### Required action
Return only those lines of the listing that hold the word "distributed".

### Given records

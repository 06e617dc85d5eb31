//! In-memory wallet provider hosting a `BookLibrary` marketplace and an ERC-20 token.

#![allow(dead_code)]

use std::collections::{BTreeSet, HashMap};
use std::sync::atomic::{AtomicUsize, Ordering};
use std::sync::{Condvar, Mutex, MutexGuard};
use std::thread;
use std::time::Duration;

use alloy_primitives::{address, keccak256, Address, Bytes, TxHash, U256, U64};
use alloy_sol_types::{SolCall, SolInterface};
use amplify::Display;
use bookmarket::abi::IBookLibrary::{self, IBookLibraryCalls};
use bookmarket::abi::IERC20::{self, IERC20Calls};
use bookmarket::{
    Notice, Notifier, ProviderError, ReceiptPolicy, RpcError, SessionOptions, TxReceipt,
    WalletProvider,
};

pub const ALICE: Address = address!("00000000000000000000000000000000000000a1");
pub const BOB: Address = address!("00000000000000000000000000000000000000b0");
pub const MARKETPLACE: Address = address!("0000000000000000000000000000000000001000");
pub const TOKEN: Address = address!("0000000000000000000000000000000000002000");

pub const ONE: u128 = 1_000_000_000_000_000_000;

/// Contract calls a test may make fail.
#[derive(Debug, Copy, Clone, PartialEq, Eq, PartialOrd, Ord, Hash, Display)]
#[display(lowercase)]
pub enum Method {
    AddBook,
    BuyBook,
    RemoveBook,
    MarkAsRead,
    MarkAsUnread,
    Approve,
}

#[derive(Clone, Debug)]
pub struct Listing {
    pub owner: Address,
    pub title: String,
    pub author: String,
    pub image: String,
    pub price: U256,
    pub sold: U256,
    pub is_read: bool,
}

impl Listing {
    pub fn new(owner: Address, title: &str, price: u128, sold: u64, is_read: bool) -> Self {
        Listing {
            owner,
            title: title.to_owned(),
            author: format!("Author of {title}"),
            image: format!("https://img.example/{title}.png"),
            price: U256::from(price),
            sold: U256::from(sold),
            is_read,
        }
    }
}

#[derive(Default)]
pub struct Chain {
    pub books: Vec<Listing>,
    pub balances: HashMap<Address, U256>,
    pub allowances: HashMap<(Address, Address), U256>,
    pub receipts: HashMap<TxHash, bool>,
    /// Submitted transactions in submission order, including reverted ones.
    pub submitted: Vec<Method>,
    nonce: u64,
}

#[derive(Default)]
pub struct Faults {
    pub deny_authorization: bool,
    pub no_accounts: bool,
    pub unreachable: bool,
    pub failing_book: Option<u64>,
    pub rejected: BTreeSet<Method>,
    pub reverted: BTreeSet<Method>,
    /// Number of receipt queries answering "pending" before the receipt shows up.
    pub pending_receipts: usize,
}

pub struct MockWallet {
    pub account: Address,
    chain: Mutex<Chain>,
    faults: Mutex<Faults>,
    read_delay: Option<Duration>,
    reads_in_flight: AtomicUsize,
    peak_reads: AtomicUsize,
    receipt_queries: AtomicUsize,
    length_queries: AtomicUsize,
    gate: Gate,
}

/// Holds submitted transactions until opened.
#[derive(Default)]
struct Gate {
    closed: Mutex<bool>,
    changed: Condvar,
    waiting: AtomicUsize,
}

impl MockWallet {
    pub fn new(account: Address, books: Vec<Listing>) -> Self {
        let mut chain = Chain { books, ..Chain::default() };
        chain.balances.insert(ALICE, U256::from(10 * ONE));
        chain.balances.insert(BOB, U256::from(10 * ONE));
        MockWallet {
            account,
            chain: Mutex::new(chain),
            faults: default!(),
            read_delay: None,
            reads_in_flight: AtomicUsize::new(0),
            peak_reads: AtomicUsize::new(0),
            receipt_queries: AtomicUsize::new(0),
            length_queries: AtomicUsize::new(0),
            gate: default!(),
        }
    }

    /// Two listings: one by Alice, unread, priced 1 cUSD with 3 sales; one by Bob, read, priced
    /// 2 cUSD without sales.
    pub fn two_books(account: Address) -> Self {
        Self::new(account, vec![
            Listing::new(ALICE, "T1", ONE, 3, false),
            Listing::new(BOB, "T2", 2 * ONE, 0, true),
        ])
    }

    /// Slows down every book read so that later indexes complete first.
    pub fn with_read_delay(mut self, delay: Duration) -> Self {
        self.read_delay = Some(delay);
        self
    }

    pub fn chain(&self) -> MutexGuard<'_, Chain> { self.chain.lock().unwrap() }

    pub fn faults(&self) -> MutexGuard<'_, Faults> { self.faults.lock().unwrap() }

    pub fn peak_reads(&self) -> usize { self.peak_reads.load(Ordering::SeqCst) }

    pub fn receipt_queries(&self) -> usize { self.receipt_queries.load(Ordering::SeqCst) }

    /// Number of `getBooksLength` calls, one per listing fetch.
    pub fn length_queries(&self) -> usize { self.length_queries.load(Ordering::SeqCst) }

    /// Makes every following transaction submission block until [`Self::open_gate`].
    pub fn close_gate(&self) { *self.gate.closed.lock().unwrap() = true; }

    pub fn open_gate(&self) {
        *self.gate.closed.lock().unwrap() = false;
        self.gate.changed.notify_all();
    }

    /// Blocks until `count` submissions are held at the gate.
    pub fn wait_at_gate(&self, count: usize) {
        while self.gate.waiting.load(Ordering::SeqCst) < count {
            thread::sleep(Duration::from_millis(1));
        }
    }

    fn pass_gate(&self) {
        let mut closed = self.gate.closed.lock().unwrap();
        if !*closed {
            return;
        }
        self.gate.waiting.fetch_add(1, Ordering::SeqCst);
        while *closed {
            closed = self.gate.changed.wait(closed).unwrap();
        }
        self.gate.waiting.fetch_sub(1, Ordering::SeqCst);
    }

    pub fn balance_of(&self, owner: Address) -> U256 {
        self.chain()
            .balances
            .get(&owner)
            .copied()
            .unwrap_or_default()
    }

    fn reverted(reason: &str) -> ProviderError {
        ProviderError::Rpc(RpcError::new(-32000, format!("execution reverted: {reason}")))
    }

    fn read_book(&self, index: U256) -> Result<Bytes, ProviderError> {
        let in_flight = self.reads_in_flight.fetch_add(1, Ordering::SeqCst) + 1;
        self.peak_reads.fetch_max(in_flight, Ordering::SeqCst);
        let (len, listing) = {
            let chain = self.chain();
            let listing = usize::try_from(index)
                .ok()
                .and_then(|index| chain.books.get(index))
                .cloned();
            (chain.books.len(), listing)
        };
        if let Some(delay) = self.read_delay {
            let index = usize::try_from(index).unwrap_or(len);
            thread::sleep(delay * (len.saturating_sub(index)) as u32);
        }
        self.reads_in_flight.fetch_sub(1, Ordering::SeqCst);

        if self.faults().failing_book == Some(index.to::<u64>()) {
            return Err(ProviderError::Transport(s!("connection reset")));
        }
        let listing = listing.ok_or_else(|| Self::reverted("no such book"))?;
        let data = IBookLibrary::getBookCall::abi_encode_returns(&(
            listing.owner,
            listing.title,
            listing.author,
            listing.image,
            listing.price,
            listing.sold,
            listing.is_read,
        ));
        Ok(data.into())
    }

    fn execute_marketplace(
        chain: &mut Chain,
        from: Address,
        call: IBookLibraryCalls,
    ) -> Result<Method, ProviderError> {
        fn listing(chain: &mut Chain, index: U256) -> Result<&mut Listing, ProviderError> {
            usize::try_from(index)
                .ok()
                .and_then(|index| chain.books.get_mut(index))
                .ok_or_else(|| MockWallet::reverted("no such book"))
        }

        Ok(match call {
            IBookLibraryCalls::addBook(call) => {
                chain.books.push(Listing {
                    owner: from,
                    title: call.title,
                    author: call.author,
                    image: call.image,
                    price: call.price,
                    sold: U256::ZERO,
                    is_read: false,
                });
                Method::AddBook
            }
            IBookLibraryCalls::buyBook(call) => {
                let (owner, price) = {
                    let book = listing(chain, call.index)?;
                    (book.owner, book.price)
                };
                let allowance = chain
                    .allowances
                    .get(&(from, MARKETPLACE))
                    .copied()
                    .unwrap_or_default();
                let balance = chain.balances.get(&from).copied().unwrap_or_default();
                if allowance < price || balance < price {
                    return Err(Self::reverted("transfer failed"));
                }
                chain.allowances.insert((from, MARKETPLACE), allowance - price);
                chain.balances.insert(from, balance - price);
                *chain.balances.entry(owner).or_default() += price;
                listing(chain, call.index)?.sold += U256::from(1);
                Method::BuyBook
            }
            IBookLibraryCalls::removeBook(call) => {
                if listing(chain, call.index)?.owner != from {
                    return Err(Self::reverted("only the owner can remove a book"));
                }
                chain.books.remove(call.index.to::<usize>());
                Method::RemoveBook
            }
            IBookLibraryCalls::markAsRead(call) => {
                listing(chain, call.index)?.is_read = true;
                Method::MarkAsRead
            }
            IBookLibraryCalls::markAsUnread(call) => {
                listing(chain, call.index)?.is_read = false;
                Method::MarkAsUnread
            }
            _ => return Err(Self::reverted("not a transaction")),
        })
    }

    fn submit(&self, method: Method, chain: &mut Chain) -> TxHash {
        chain.nonce += 1;
        let hash = keccak256(chain.nonce.to_be_bytes());
        chain.submitted.push(method);
        hash
    }
}

impl WalletProvider for MockWallet {
    fn request_accounts(&self) -> Result<Vec<Address>, ProviderError> {
        let faults = self.faults();
        if faults.unreachable {
            return Err(ProviderError::Unreachable(s!("http://127.0.0.1:8545")));
        }
        if faults.deny_authorization {
            return Err(RpcError::new(4001, "User rejected the request.").into());
        }
        if faults.no_accounts {
            return Ok(vec![]);
        }
        Ok(vec![self.account])
    }

    fn call(&self, to: Address, data: Bytes) -> Result<Bytes, ProviderError> {
        if to == TOKEN {
            let call = IERC20Calls::abi_decode(&data, true)
                .map_err(|err| ProviderError::Protocol(err.to_string()))?;
            return match call {
                IERC20Calls::balanceOf(call) => {
                    let balance = self.balance_of(call.owner);
                    Ok(IERC20::balanceOfCall::abi_encode_returns(&(balance,)).into())
                }
                _ => Err(Self::reverted("not a view")),
            };
        }
        assert_eq!(to, MARKETPLACE, "call to unknown contract");
        let call = IBookLibraryCalls::abi_decode(&data, true)
            .map_err(|err| ProviderError::Protocol(err.to_string()))?;
        match call {
            IBookLibraryCalls::getBooksLength(_) => {
                self.length_queries.fetch_add(1, Ordering::SeqCst);
                let len = U256::from(self.chain().books.len());
                Ok(IBookLibrary::getBooksLengthCall::abi_encode_returns(&(len,)).into())
            }
            IBookLibraryCalls::getBook(call) => self.read_book(call.index),
            _ => Err(Self::reverted("not a view")),
        }
    }

    fn send_transaction(
        &self,
        from: Address,
        to: Address,
        data: Bytes,
    ) -> Result<TxHash, ProviderError> {
        assert_eq!(from, self.account, "transaction from an unauthorized account");
        self.pass_gate();
        let mut chain = self.chain();
        if to == TOKEN {
            let IERC20Calls::approve(call) = IERC20Calls::abi_decode(&data, true)
                .map_err(|err| ProviderError::Protocol(err.to_string()))?
            else {
                return Err(Self::reverted("unsupported token call"));
            };
            let faults = self.faults();
            if faults.rejected.contains(&Method::Approve) {
                return Err(RpcError::new(4001, "User denied transaction signature.").into());
            }
            let succeeded = !faults.reverted.contains(&Method::Approve);
            if succeeded {
                chain.allowances.insert((from, call.spender), call.amount);
            }
            let hash = self.submit(Method::Approve, &mut chain);
            chain.receipts.insert(hash, succeeded);
            return Ok(hash);
        }

        assert_eq!(to, MARKETPLACE, "transaction to unknown contract");
        let call = IBookLibraryCalls::abi_decode(&data, true)
            .map_err(|err| ProviderError::Protocol(err.to_string()))?;
        let method = match &call {
            IBookLibraryCalls::addBook(_) => Method::AddBook,
            IBookLibraryCalls::buyBook(_) => Method::BuyBook,
            IBookLibraryCalls::removeBook(_) => Method::RemoveBook,
            IBookLibraryCalls::markAsRead(_) => Method::MarkAsRead,
            IBookLibraryCalls::markAsUnread(_) => Method::MarkAsUnread,
            _ => return Err(Self::reverted("not a transaction")),
        };
        let faults = self.faults();
        if faults.rejected.contains(&method) {
            return Err(RpcError::new(4001, "User denied transaction signature.").into());
        }
        let succeeded = !faults.reverted.contains(&method) &&
            Self::execute_marketplace(&mut chain, from, call).is_ok();
        let hash = self.submit(method, &mut chain);
        chain.receipts.insert(hash, succeeded);
        Ok(hash)
    }

    fn transaction_receipt(&self, hash: TxHash) -> Result<Option<TxReceipt>, ProviderError> {
        let queries = self.receipt_queries.fetch_add(1, Ordering::SeqCst);
        if queries < self.faults().pending_receipts {
            return Ok(None);
        }
        Ok(self
            .chain()
            .receipts
            .get(&hash)
            .map(|succeeded| TxReceipt {
                transaction_hash: hash,
                block_number: Some(U64::from(1)),
                status: Some(U64::from(*succeeded as u8)),
            }))
    }
}

/// Notifier recording every notice it was asked to show.
#[derive(Default)]
pub struct Recorder {
    pub notices: Mutex<Vec<Notice>>,
    pub balances: Mutex<Vec<String>>,
    pub hidden: AtomicUsize,
}

impl Recorder {
    pub fn notices(&self) -> Vec<Notice> { self.notices.lock().unwrap().clone() }

    pub fn last(&self) -> Option<Notice> { self.notices.lock().unwrap().last().cloned() }

    pub fn failures(&self) -> Vec<String> {
        self.notices()
            .into_iter()
            .filter(Notice::is_failure)
            .map(|notice| notice.text().to_owned())
            .collect()
    }

    pub fn last_balance(&self) -> Option<String> { self.balances.lock().unwrap().last().cloned() }
}

impl Notifier for Recorder {
    fn show(&self, notice: Notice) { self.notices.lock().unwrap().push(notice); }

    fn hide(&self) { self.hidden.fetch_add(1, Ordering::SeqCst); }

    fn balance(&self, formatted: &str) { self.balances.lock().unwrap().push(formatted.to_owned()); }
}

pub fn options() -> SessionOptions {
    SessionOptions {
        marketplace: MARKETPLACE,
        token: TOKEN,
        receipts: ReceiptPolicy { attempts: 3, interval: Duration::from_millis(1) },
    }
}
// Book marketplace client for EVM smart contracts
//
// SPDX-License-Identifier: Apache-2.0
//
// Licensed under the Apache License, Version 2.0 (the "License"); you may not use this file except
// in compliance with the License. You may obtain a copy of the License at
//
//        http://www.apache.org/licenses/LICENSE-2.0
//
// Unless required by applicable law or agreed to in writing, software distributed under the License
// is distributed on an "AS IS" BASIS, WITHOUT WARRANTIES OR CONDITIONS OF ANY KIND, either express
// or implied. See the License for the specific language governing permissions and limitations under
// the License.

use core::num::ParseIntError;
use core::str::FromStr;

use alloy_primitives::{Address, U256};

use crate::abi::IBookLibrary::getBookReturn;
use crate::provider::ProviderError;
use crate::TokenAmount;

/// Position of a book in the contract listing array.
///
/// The index is only meaningful inside the fetch cycle which produced it: removals on the
/// contract side may shift the listing.
#[derive(Copy, Clone, PartialEq, Eq, PartialOrd, Ord, Hash, Debug, Display, From)]
#[derive(Serialize)]
#[serde(crate = "serde_crate", transparent)]
#[display(inner)]
pub struct BookIndex(#[from] u64);

#[derive(Clone, PartialEq, Eq, Debug, Display, Error, From)]
#[display("invalid book index: {0}")]
pub struct BookIndexError(#[from] ParseIntError);

impl FromStr for BookIndex {
    type Err = BookIndexError;

    fn from_str(s: &str) -> Result<Self, Self::Err> { Ok(BookIndex(s.trim().parse()?)) }
}

impl From<BookIndex> for U256 {
    fn from(index: BookIndex) -> Self { U256::from(index.0) }
}

impl BookIndex {
    #[inline]
    pub fn to_u64(self) -> u64 { self.0 }
    #[inline]
    pub fn to_usize(self) -> usize { self.0 as usize }
}

/// Book listing as reported by the marketplace contract.
#[derive(Clone, PartialEq, Eq, Debug)]
#[derive(Serialize)]
#[serde(crate = "serde_crate", rename_all = "camelCase")]
pub struct Book {
    pub index: BookIndex,
    pub owner: Address,
    pub title: String,
    pub author: String,
    pub image: String,
    pub price: TokenAmount,
    pub sold: u64,
    pub is_read: bool,
}

impl Book {
    pub fn decode(index: BookIndex, raw: getBookReturn) -> Result<Self, ProviderError> {
        let sold = u64::try_from(raw.sold).map_err(|_| {
            ProviderError::Protocol(format!("sale counter of book #{index} exceeds 64 bits"))
        })?;
        Ok(Book {
            index,
            owner: raw.owner,
            title: raw.title,
            author: raw.author,
            image: raw.image,
            price: TokenAmount::from_units(raw.price),
            sold,
            is_read: raw.isRead,
        })
    }

    /// Whether both records describe the same listing. Sale counter and read status are ignored
    /// since they change during the life of a listing.
    pub fn is_same_listing(&self, other: &Book) -> bool {
        self.index == other.index &&
            self.owner == other.owner &&
            self.title == other.title &&
            self.author == other.author &&
            self.image == other.image &&
            self.price == other.price
    }

    #[inline]
    pub fn is_owned_by(&self, account: Address) -> bool { self.owner == account }

    pub fn read_status(&self) -> &'static str {
        if self.is_read {
            "Read"
        } else {
            "Not Read"
        }
    }
}

#[cfg(test)]
mod tests {
    use alloy_primitives::address;

    use super::*;

    fn raw(sold: U256) -> getBookReturn {
        getBookReturn {
            owner: address!("00000000000000000000000000000000000000a1"),
            title: s!("T1"),
            author: s!("Au1"),
            image: s!("img1"),
            price: U256::from(1_000_000_000_000_000_000u64),
            sold,
            isRead: false,
        }
    }

    #[test]
    fn decode_tuple() {
        let book = Book::decode(BookIndex::from(3u64), raw(U256::from(7u8))).unwrap();
        assert_eq!(book.index, BookIndex::from(3u64));
        assert_eq!(book.title, "T1");
        assert_eq!(book.author, "Au1");
        assert_eq!(book.image, "img1");
        assert_eq!(book.sold, 7);
        assert_eq!(book.price.to_string(), "1.00");
        assert_eq!(book.read_status(), "Not Read");
        assert!(book.is_owned_by(address!("00000000000000000000000000000000000000a1")));
    }

    #[test]
    fn decode_rejects_huge_counter() {
        let err = Book::decode(BookIndex::from(0u64), raw(U256::MAX)).unwrap_err();
        assert!(matches!(err, ProviderError::Protocol(_)));
    }

    #[test]
    fn same_listing_ignores_mutable_fields() {
        let book = Book::decode(BookIndex::from(0u64), raw(U256::from(1u8))).unwrap();
        let mut sold = book.clone();
        sold.sold += 1;
        sold.is_read = true;
        assert!(book.is_same_listing(&sold));

        let mut other = book.clone();
        other.title = s!("T2");
        assert!(!book.is_same_listing(&other));

        let mut shifted = book.clone();
        shifted.index = BookIndex::from(1u64);
        assert!(!book.is_same_listing(&shifted));
    }

    #[test]
    fn index_from_str() {
        assert_eq!("12".parse::<BookIndex>().unwrap(), BookIndex::from(12u64));
        assert!("-1".parse::<BookIndex>().is_err());
        assert!("one".parse::<BookIndex>().is_err());
    }
}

### Output of the exercise
// Unless required by applicable law or agreed to in writing, software distributed under the License
// is distributed on an "AS IS" BASIS, WITHOUT WARRANTIES OR CONDITIONS OF ANY KIND, either express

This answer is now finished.